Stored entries

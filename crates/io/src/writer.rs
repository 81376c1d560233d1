//! High-level Parquet writer configuration and orchestration.

use std::path::Path;

use firn_series::{AggregatedSeries, TimeSeries};
use firn_uncertainty::ErrorProfile;
use parquet::file::properties::WriterProperties;
use tracing::debug;

use crate::error::IoError;
use crate::parquet_write;

/// Compression algorithm for Parquet output.
#[derive(Debug, Clone, Copy, Default, PartialEq, Eq)]
pub enum Compression {
    /// No compression.
    None,
    /// Snappy compression (fast, moderate ratio).
    #[default]
    Snappy,
    /// Zstd compression (slower, better ratio).
    Zstd,
}

impl Compression {
    /// Converts to the corresponding `parquet::basic::Compression` variant.
    fn to_parquet(self) -> Result<parquet::basic::Compression, IoError> {
        Ok(match self {
            Self::None => parquet::basic::Compression::UNCOMPRESSED,
            Self::Snappy => parquet::basic::Compression::SNAPPY,
            Self::Zstd => {
                let level =
                    parquet::basic::ZstdLevel::try_new(3).map_err(|e| IoError::Parquet {
                        reason: e.to_string(),
                    })?;
                parquet::basic::Compression::ZSTD(level)
            }
        })
    }
}

/// Configuration for writing series to Parquet.
#[derive(Debug, Clone)]
pub struct WriterConfig {
    /// Compression algorithm to use.
    compression: Compression,
    /// Maximum number of rows per row group.
    row_group_size: usize,
}

impl Default for WriterConfig {
    fn default() -> Self {
        Self {
            compression: Compression::default(),
            row_group_size: 1_000_000,
        }
    }
}

impl WriterConfig {
    /// Sets the compression algorithm.
    pub fn with_compression(mut self, comp: Compression) -> Self {
        self.compression = comp;
        self
    }

    /// Sets the maximum number of rows per row group.
    pub fn with_row_group_size(mut self, size: usize) -> Self {
        self.row_group_size = size;
        self
    }

    /// Validates this configuration.
    ///
    /// # Errors
    ///
    /// Returns [`IoError::Validation`] if `row_group_size` is zero.
    fn validate(&self) -> Result<(), IoError> {
        if self.row_group_size == 0 {
            return Err(IoError::Validation {
                count: 1,
                details: "row_group_size must be greater than 0".to_string(),
            });
        }
        Ok(())
    }

    fn properties(&self) -> Result<WriterProperties, IoError> {
        self.validate()?;
        Ok(WriterProperties::builder()
            .set_compression(self.compression.to_parquet()?)
            .set_max_row_group_size(self.row_group_size)
            .build())
    }
}

/// Write a series as `time`/`value` columns. Missing values become nulls.
///
/// # Errors
///
/// Returns [`IoError::Validation`] if the configuration is invalid, or
/// [`IoError::Parquet`] if batch conversion or file I/O fails.
pub fn write_series(path: &Path, series: &TimeSeries, config: &WriterConfig) -> Result<(), IoError> {
    let props = config.properties()?;
    let schema = parquet_write::series_schema();
    let batch = parquet_write::series_to_record_batch(series, &schema)?;
    parquet_write::write_batches(path, &[batch], &schema, props)?;
    debug!(path = %path.display(), rows = series.len(), "wrote series");
    Ok(())
}

/// Write an aggregated series as `time`/`median`/`std_dev`/`count` columns.
///
/// # Errors
///
/// Returns [`IoError::Validation`] if the configuration is invalid, or
/// [`IoError::Parquet`] if batch conversion or file I/O fails.
pub fn write_aggregated(
    path: &Path,
    series: &AggregatedSeries,
    config: &WriterConfig,
) -> Result<(), IoError> {
    let props = config.properties()?;
    let schema = parquet_write::aggregated_schema();
    let batch = parquet_write::aggregated_to_record_batch(series, &schema)?;
    parquet_write::write_batches(path, &[batch], &schema, props)?;
    debug!(path = %path.display(), rows = series.len(), "wrote aggregated series");
    Ok(())
}

/// Write an error profile as a `height` column followed by one column per
/// relative and absolute error label.
///
/// # Errors
///
/// Returns [`IoError::Validation`] if the configuration is invalid, or
/// [`IoError::Parquet`] if batch conversion or file I/O fails.
pub fn write_error_profile(
    path: &Path,
    profile: &ErrorProfile,
    config: &WriterConfig,
) -> Result<(), IoError> {
    let props = config.properties()?;
    let schema = parquet_write::profile_schema(profile);
    let batch = parquet_write::profile_to_record_batch(profile, &schema)?;
    parquet_write::write_batches(path, &[batch], &schema, props)?;
    debug!(path = %path.display(), rows = profile.len(), "wrote error profile");
    Ok(())
}
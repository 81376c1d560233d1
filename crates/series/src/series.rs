//! Ordered, explicitly-missing time series.

use chrono::{Duration, NaiveDateTime};

use crate::error::SeriesError;

/// An ordered sequence of `(timestamp, value)` observations.
///
/// Timestamps are strictly increasing. A value of `None` marks a missing
/// observation; non-finite inputs are stored as missing.
#[derive(Debug, Clone, Default, PartialEq)]
pub struct TimeSeries {
    times: Vec<NaiveDateTime>,
    values: Vec<Option<f64>>,
}

impl TimeSeries {
    /// Creates an empty series.
    pub fn new() -> Self {
        Self::default()
    }

    /// Builds a series from unordered observations.
    ///
    /// Observations are sorted by timestamp. When a timestamp occurs more
    /// than once, the last supplied value wins.
    pub fn from_observations<I>(observations: I) -> Self
    where
        I: IntoIterator<Item = (NaiveDateTime, Option<f64>)>,
    {
        let mut obs: Vec<(NaiveDateTime, Option<f64>)> = observations
            .into_iter()
            .map(|(t, v)| (t, v.filter(|x| x.is_finite())))
            .collect();
        // Stable sort keeps input order within equal timestamps.
        obs.sort_by_key(|(t, _)| *t);

        let mut times: Vec<NaiveDateTime> = Vec::with_capacity(obs.len());
        let mut values: Vec<Option<f64>> = Vec::with_capacity(obs.len());
        for (t, v) in obs {
            if times.last() == Some(&t) {
                if let Some(last) = values.last_mut() {
                    *last = v;
                }
            } else {
                times.push(t);
                values.push(v);
            }
        }
        Self { times, values }
    }

    /// Builds a series from parallel timestamp and value vectors.
    ///
    /// # Errors
    ///
    /// Returns [`SeriesError::LengthMismatch`] if the vectors differ in length.
    pub fn from_parts(times: Vec<NaiveDateTime>, values: Vec<f64>) -> Result<Self, SeriesError> {
        if times.len() != values.len() {
            return Err(SeriesError::LengthMismatch {
                times: times.len(),
                values: values.len(),
            });
        }
        Ok(Self::from_observations(
            times.into_iter().zip(values.into_iter().map(Some)),
        ))
    }

    /// Number of entries, missing ones included.
    pub fn len(&self) -> usize {
        self.times.len()
    }

    /// Whether the series has no entries.
    pub fn is_empty(&self) -> bool {
        self.times.is_empty()
    }

    /// Number of non-missing entries.
    pub fn observed_len(&self) -> usize {
        self.values.iter().filter(|v| v.is_some()).count()
    }

    /// Timestamps in increasing order.
    pub fn times(&self) -> &[NaiveDateTime] {
        &self.times
    }

    /// Values aligned with [`times`](Self::times).
    pub fn values(&self) -> &[Option<f64>] {
        &self.values
    }

    /// Iterates over all entries.
    pub fn iter(&self) -> impl Iterator<Item = (NaiveDateTime, Option<f64>)> + '_ {
        self.times.iter().copied().zip(self.values.iter().copied())
    }

    /// Iterates over the non-missing entries.
    pub fn observed(&self) -> impl Iterator<Item = (NaiveDateTime, f64)> + '_ {
        self.iter().filter_map(|(t, v)| v.map(|x| (t, x)))
    }

    /// Non-missing values in time order.
    pub fn observed_values(&self) -> Vec<f64> {
        self.values.iter().flatten().copied().collect()
    }

    /// Value at exactly `t`, if present and observed.
    pub fn get(&self, t: NaiveDateTime) -> Option<f64> {
        self.times
            .binary_search(&t)
            .ok()
            .and_then(|i| self.values[i])
    }

    /// First timestamp.
    pub fn first_time(&self) -> Option<NaiveDateTime> {
        self.times.first().copied()
    }

    /// Last timestamp.
    pub fn last_time(&self) -> Option<NaiveDateTime> {
        self.times.last().copied()
    }

    /// Smallest observed value and its timestamp (earliest on ties).
    pub fn min_observed(&self) -> Option<(NaiveDateTime, f64)> {
        self.observed()
            .fold(None, |best: Option<(NaiveDateTime, f64)>, (t, v)| match best {
                Some((_, b)) if b <= v => best,
                _ => Some((t, v)),
            })
    }

    /// Applies `f` to every observed value. Non-finite results become missing.
    pub fn map_values<F>(&self, f: F) -> Self
    where
        F: Fn(f64) -> f64,
    {
        Self {
            times: self.times.clone(),
            values: self
                .values
                .iter()
                .map(|v| v.map(&f).filter(|x| x.is_finite()))
                .collect(),
        }
    }

    /// Keeps the entries for which `keep(t, v)` is true.
    pub fn filter<F>(&self, keep: F) -> Self
    where
        F: Fn(NaiveDateTime, Option<f64>) -> bool,
    {
        let (times, values) = self.iter().filter(|&(t, v)| keep(t, v)).unzip();
        Self { times, values }
    }

    /// Drops missing entries.
    pub fn without_missing(&self) -> Self {
        self.filter(|_, v| v.is_some())
    }

    /// Moves every timestamp by `offset`.
    pub fn shift(&self, offset: Duration) -> Self {
        Self {
            times: self.times.iter().map(|t| *t + offset).collect(),
            values: self.values.clone(),
        }
    }

    /// Entries with timestamps at or after `start`.
    pub fn slice_from(&self, start: NaiveDateTime) -> Self {
        self.filter(|t, _| t >= start)
    }

    /// Fills interior missing values by linear interpolation in time.
    ///
    /// Leading and trailing missing values stay missing.
    pub fn interpolate_missing(&self) -> Self {
        let mut values = self.values.clone();
        let mut prev: Option<usize> = None;
        for i in 0..values.len() {
            if values[i].is_none() {
                continue;
            }
            if let Some(p) = prev {
                if i > p + 1 {
                    let (t0, v0) = (self.times[p], self.values[p].unwrap_or_default());
                    let (t1, v1) = (self.times[i], self.values[i].unwrap_or_default());
                    let span = (t1 - t0).num_milliseconds() as f64;
                    for (j, slot) in values.iter_mut().enumerate().take(i).skip(p + 1) {
                        let frac = (self.times[j] - t0).num_milliseconds() as f64 / span;
                        *slot = Some(v0 + frac * (v1 - v0));
                    }
                }
            }
            prev = Some(i);
        }
        Self {
            times: self.times.clone(),
            values,
        }
    }

    /// Value at `t`, linearly interpolated between the neighbouring observed
    /// values. `None` outside the observed span.
    pub fn interpolate_at(&self, t: NaiveDateTime) -> Option<f64> {
        let observed: Vec<(NaiveDateTime, f64)> = self.observed().collect();
        let idx = observed.partition_point(|(ti, _)| *ti < t);
        match (idx.checked_sub(1).map(|i| observed[i]), observed.get(idx)) {
            (_, Some(&(t1, v1))) if t1 == t => Some(v1),
            (Some((t0, v0)), Some(&(t1, v1))) => {
                let frac = (t - t0).num_milliseconds() as f64 / (t1 - t0).num_milliseconds() as f64;
                Some(v0 + frac * (v1 - v0))
            }
            _ => None,
        }
    }

    /// Pairs the observed values of two series on identical timestamps.
    pub fn inner_join(&self, other: &TimeSeries) -> Vec<(NaiveDateTime, f64, f64)> {
        let mut out = Vec::new();
        let (mut i, mut j) = (0, 0);
        while i < self.times.len() && j < other.times.len() {
            match self.times[i].cmp(&other.times[j]) {
                std::cmp::Ordering::Less => i += 1,
                std::cmp::Ordering::Greater => j += 1,
                std::cmp::Ordering::Equal => {
                    if let (Some(a), Some(b)) = (self.values[i], other.values[j]) {
                        out.push((self.times[i], a, b));
                    }
                    i += 1;
                    j += 1;
                }
            }
        }
        out
    }
}

impl FromIterator<(NaiveDateTime, f64)> for TimeSeries {
    fn from_iter<I: IntoIterator<Item = (NaiveDateTime, f64)>>(iter: I) -> Self {
        Self::from_observations(iter.into_iter().map(|(t, v)| (t, Some(v))))
    }
}
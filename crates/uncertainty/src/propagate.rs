//! First-order propagation through the fitted mass–height model.

use firn_fit::{ExponentialParams, SampleGrid};
use ndarray::{Array1, Array2};
use tracing::debug;

use crate::error::UncertaintyError;
use crate::profile::ErrorProfile;
use crate::scenario::{Uncertainty, relative_error};

/// Density uncertainty implied by the fitted model for each scenario.
///
/// At every grid height `h` the model gives `mass(h)` and
/// `density(h) = mass(h) / h`; the relative error is
/// `sqrt((σ_m / mass(h))² + (σ_h / h)²)` and the absolute error is
/// `relative · density(h)`. One relative and one absolute column are
/// produced per scenario, labelled as in [`Uncertainty::label`].
///
/// # Errors
///
/// Returns [`UncertaintyError::EmptyScenarios`] if `scenarios` is empty.
#[tracing::instrument(skip(params, grid, scenarios), fields(n_heights = grid.len(), n_scenarios = scenarios.len()))]
pub fn propagate(
    params: &ExponentialParams,
    grid: &SampleGrid,
    scenarios: &[Uncertainty],
) -> Result<ErrorProfile, UncertaintyError> {
    if scenarios.is_empty() {
        return Err(UncertaintyError::EmptyScenarios);
    }
    let heights = Array1::from(grid.points());
    let mass = heights.mapv(|h| params.evaluate(h));
    let density = &mass / &heights;

    let shape = (heights.len(), scenarios.len());
    let relative = Array2::from_shape_fn(shape, |(i, j)| {
        relative_error(mass[i], heights[i], &scenarios[j])
    });
    let absolute = Array2::from_shape_fn(shape, |(i, j)| relative[[i, j]] * density[i]);

    let labels: Vec<String> = scenarios.iter().map(Uncertainty::label).collect();
    debug!("propagated {} scenarios", scenarios.len());
    Ok(ErrorProfile::new(
        heights,
        labels.iter().map(|l| format!("rel_{l}")).collect(),
        relative,
        labels.iter().map(|l| format!("abs_{l}")).collect(),
        absolute,
    ))
}

/// Density uncertainty at fixed nominal densities.
///
/// The relative error still follows the fitted `mass(h)` and a single
/// scenario; each absolute column scales it by one nominal density instead of
/// the model's `mass(h) / h`.
///
/// # Errors
///
/// - [`UncertaintyError::EmptyScenarios`] if `densities` is empty.
/// - [`UncertaintyError::InvalidDensity`] for a non-positive or non-finite
///   density.
#[tracing::instrument(skip(params, grid, densities), fields(n_heights = grid.len()))]
pub fn propagate_fixed_densities(
    params: &ExponentialParams,
    grid: &SampleGrid,
    uncertainty: Uncertainty,
    densities: &[f64],
) -> Result<ErrorProfile, UncertaintyError> {
    if densities.is_empty() {
        return Err(UncertaintyError::EmptyScenarios);
    }
    if let Some(&value) = densities.iter().find(|d| !(d.is_finite() && **d > 0.0)) {
        return Err(UncertaintyError::InvalidDensity { value });
    }
    let heights = Array1::from(grid.points());
    let relative = Array2::from_shape_fn((heights.len(), 1), |(i, _)| {
        relative_error(params.evaluate(heights[i]), heights[i], &uncertainty)
    });
    let absolute = Array2::from_shape_fn((heights.len(), densities.len()), |(i, j)| {
        relative[[i, 0]] * densities[j]
    });
    debug!("propagated {} nominal densities", densities.len());
    Ok(ErrorProfile::new(
        heights,
        vec![format!("rel_{}", uncertainty.label())],
        relative,
        densities.iter().map(|d| format!("abs_rho{d}")).collect(),
        absolute,
    ))
}
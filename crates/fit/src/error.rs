//! Error types for firn-fit.

/// Errors that can occur while fitting a curve model.
#[derive(Debug, Clone, thiserror::Error)]
pub enum FitError {
    /// Too few samples to determine the model with uncertainties.
    #[error("insufficient data: got {n} samples, need at least {min}")]
    InsufficientData {
        /// Number of usable samples supplied.
        n: usize,
        /// Minimum number required.
        min: usize,
    },

    /// Input contains NaN or infinite values.
    #[error("input contains non-finite values")]
    NonFiniteData,

    /// Input cannot identify the model parameters.
    #[error("degenerate data: {reason}")]
    DegenerateData {
        /// Why the data is degenerate.
        reason: String,
    },

    /// The optimizer did not converge.
    #[error("{model} fit did not converge: {reason}")]
    ConvergenceFailed {
        /// Name of the model being fitted.
        model: &'static str,
        /// Optimizer diagnostics.
        reason: String,
    },

    /// Configuration parameter is invalid.
    #[error("invalid config: {reason}")]
    InvalidConfig {
        /// What is wrong with the configuration.
        reason: String,
    },
}

#[cfg(test)]
mod tests {
    use super::*;

    #[test]
    fn display_insufficient_data() {
        let err = FitError::InsufficientData { n: 2, min: 3 };
        assert_eq!(
            err.to_string(),
            "insufficient data: got 2 samples, need at least 3"
        );
    }

    #[test]
    fn display_non_finite() {
        assert_eq!(
            FitError::NonFiniteData.to_string(),
            "input contains non-finite values"
        );
    }

    #[test]
    fn display_degenerate() {
        let err = FitError::DegenerateData {
            reason: "constant response".to_string(),
        };
        assert_eq!(err.to_string(), "degenerate data: constant response");
    }

    #[test]
    fn display_convergence_failed() {
        let err = FitError::ConvergenceFailed {
            model: "exponential",
            reason: "max iterations reached".to_string(),
        };
        assert_eq!(
            err.to_string(),
            "exponential fit did not converge: max iterations reached"
        );
    }

    #[test]
    fn error_is_send_sync_and_std_error() {
        fn assert_bounds<T: Send + Sync + std::error::Error>() {}
        assert_bounds::<FitError>();
    }
}
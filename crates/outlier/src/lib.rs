//! # firn-outlier
//!
//! Local, adaptive rejection of measurement noise.
//!
//! Snow accumulation is strongly non-stationary, so a single global
//! threshold is useless. Each observation is instead judged against the
//! median and standard deviation of a trailing calendar-time window ending
//! at its own timestamp.
//!
//! - [`sigma_clip`]: keep `v` iff `median - k·σ <= v <= median + k·σ`.
//! - [`rolling_stats`]: the rolling median and spread as series.
//!
//! Filters only ever drop observations; retained values are never altered.

mod config;
mod error;
mod rolling;
mod sigma_clip;
mod window;

pub use config::SigmaClipConfig;
pub use error::OutlierError;
pub use rolling::{RollingStats, rolling_stats};
pub use sigma_clip::{ClipResult, sigma_clip};
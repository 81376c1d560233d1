//! Error types for firn-io.

use std::path::PathBuf;

/// Error type for all fallible operations in the firn-io crate.
///
/// Covers missing files, Parquet and Arrow failures, schema problems and
/// invalid timestamps encountered when reading or writing series.
#[derive(Debug, thiserror::Error)]
pub enum IoError {
    /// Returned when a required file does not exist on disk.
    #[error("file not found: {}", path.display())]
    FileNotFound {
        /// Path that could not be found.
        path: PathBuf,
    },

    /// Wraps an error originating from the Parquet or Arrow libraries.
    #[error("parquet error: {reason}")]
    Parquet {
        /// Description of the underlying failure.
        reason: String,
    },

    /// Returned when one or more validation checks fail.
    #[error("{count} validation error(s): {details}")]
    Validation {
        /// Number of accumulated validation failures.
        count: usize,
        /// Human-readable summary of the failures.
        details: String,
    },

    /// Returned when a required column is not present in a file.
    #[error("column '{name}' not found in {}", path.display())]
    MissingColumn {
        /// Name of the missing column.
        name: String,
        /// Path to the file that was inspected.
        path: PathBuf,
    },

    /// Returned when a time value cannot be converted.
    #[error("invalid time: {reason}")]
    InvalidTime {
        /// Description of the time conversion issue.
        reason: String,
    },
}

impl From<parquet::errors::ParquetError> for IoError {
    fn from(e: parquet::errors::ParquetError) -> Self {
        IoError::Parquet {
            reason: e.to_string(),
        }
    }
}

impl From<arrow::error::ArrowError> for IoError {
    fn from(e: arrow::error::ArrowError) -> Self {
        IoError::Parquet {
            reason: e.to_string(),
        }
    }
}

# WORK REQUEST:
Each line above that contains "Snappy" counts once; report the resulting number and nothing else.

# WRITTEN ANSWER:
3